Within the records that follow, find every line containing the string "filter". Copy those lines.

BEGIN

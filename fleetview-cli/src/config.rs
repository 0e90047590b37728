//! CLI configuration management

use anyhow::{Context, Result};
use serde::{Deserialize, Serialize};
use std::path::{Path, PathBuf};

#[derive(Debug, Clone, PartialEq, Serialize, Deserialize)]
#[serde(default)]
pub struct Config {
    pub default_server: String,
    pub default_output: String,
    pub token: Option<String>,
    pub username: String,
    pub workspace: Option<String>,
    pub cluster: String,
    pub devops: Option<String>,
    pub page_size: u32,
    /// Actions the signed-in user may perform
    pub enabled_actions: Vec<String>,
    pub log: LogSettings,
}

#[derive(Debug, Clone, Default, PartialEq, Serialize, Deserialize)]
#[serde(default)]
pub struct LogSettings {
    pub level: Option<String>,
    /// Directory for JSON log files; console only when unset
    pub directory: Option<PathBuf>,
}

impl Default for Config {
    fn default() -> Self {
        Self {
            default_server: "http://localhost:30880".to_string(),
            default_output: "table".to_string(),
            token: None,
            username: "admin".to_string(),
            workspace: None,
            cluster: "host".to_string(),
            devops: None,
            page_size: 10,
            enabled_actions: ["view", "create", "edit", "delete"]
                .iter()
                .map(|a| a.to_string())
                .collect(),
            log: LogSettings::default(),
        }
    }
}

impl Config {
    pub fn load() -> Result<Self> {
        Self::load_from(&Self::config_path()?)
    }

    pub fn load_from(path: &Path) -> Result<Self> {
        if !path.exists() {
            return Ok(Self::default());
        }

        let contents = std::fs::read_to_string(path)?;
        let config = toml::from_str(&contents).with_context(|| format!("parsing {}", path.display()))?;
        Ok(config)
    }

    pub fn save(&self) -> Result<()> {
        self.save_to(&Self::config_path()?)
    }

    pub fn save_to(&self, path: &Path) -> Result<()> {
        if let Some(parent) = path.parent() {
            std::fs::create_dir_all(parent)?;
        }

        let contents = toml::to_string_pretty(self)?;
        std::fs::write(path, contents)?;
        Ok(())
    }

    /// Update one setting by its command-line name
    pub fn set(&mut self, key: &str, value: &str) -> Result<()> {
        let optional = |value: &str| Some(value.to_string()).filter(|v| !v.is_empty());
        match key {
            "server" => self.default_server = value.to_string(),
            "output" => self.default_output = value.to_string(),
            "token" => self.token = optional(value),
            "username" => self.username = value.to_string(),
            "workspace" => self.workspace = optional(value),
            "cluster" => self.cluster = value.to_string(),
            "devops" => self.devops = optional(value),
            "page-size" => {
                self.page_size = value
                    .parse()
                    .with_context(|| format!("page-size must be a number, got `{}`", value))?
            }
            "actions" => {
                self.enabled_actions = value
                    .split(',')
                    .map(str::trim)
                    .filter(|a| !a.is_empty())
                    .map(str::to_string)
                    .collect()
            }
            "log-level" => self.log.level = optional(value),
            "log-dir" => self.log.directory = optional(value).map(PathBuf::from),
            _ => anyhow::bail!("unknown setting `{}`", key),
        }
        Ok(())
    }

    pub fn config_path() -> Result<PathBuf> {
        let home = std::env::var("HOME").context("HOME is not set")?;
        Ok(PathBuf::from(home).join(".config/fleetview/cli.toml"))
    }
}

#[cfg(test)]
mod tests {
    use super::*;

    #[test]
    fn test_missing_file_gives_defaults() {
        let dir = tempfile::tempdir().unwrap();
        let config = Config::load_from(&dir.path().join("cli.toml")).unwrap();
        assert_eq!(config, Config::default());
    }

    #[test]
    fn test_save_and_reload() {
        let dir = tempfile::tempdir().unwrap();
        let path = dir.path().join("nested/cli.toml");
        let config = Config {
            token: Some("abc".to_string()),
            workspace: Some("ws".to_string()),
            devops: Some("proj-x1".to_string()),
            ..Default::default()
        };

        config.save_to(&path).unwrap();
        assert_eq!(Config::load_from(&path).unwrap(), config);
    }

    #[test]
    fn test_set() {
        let mut config = Config::default();
        config.set("workspace", "ws").unwrap();
        config.set("page-size", "25").unwrap();
        config.set("actions", "view, edit").unwrap();
        config.set("token", "").unwrap();

        assert_eq!(config.workspace.as_deref(), Some("ws"));
        assert_eq!(config.page_size, 25);
        assert_eq!(config.enabled_actions, vec!["view", "edit"]);
        assert_eq!(config.token, None);
        assert!(config.set("page-size", "many").is_err());
        assert!(config.set("colour", "red").is_err());
    }

    #[test]
    fn test_partial_file_keeps_other_defaults() {
        let dir = tempfile::tempdir().unwrap();
        let path = dir.path().join("cli.toml");
        std::fs::write(&path, "cluster = \"east\"\n[log]\nlevel = \"debug\"\n").unwrap();

        let config = Config::load_from(&path).unwrap();
        assert_eq!(config.cluster, "east");
        assert_eq!(config.log.level.as_deref(), Some("debug"));
        assert_eq!(config.page_size, 10);
        assert_eq!(config.default_output, "table");
    }
}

END

_ANSWER SPACE_.
        let optional = |value: &str| Some(value.to_string()).filter(|v| !v.is_empty());
                    .filter(|a| !a.is_empty())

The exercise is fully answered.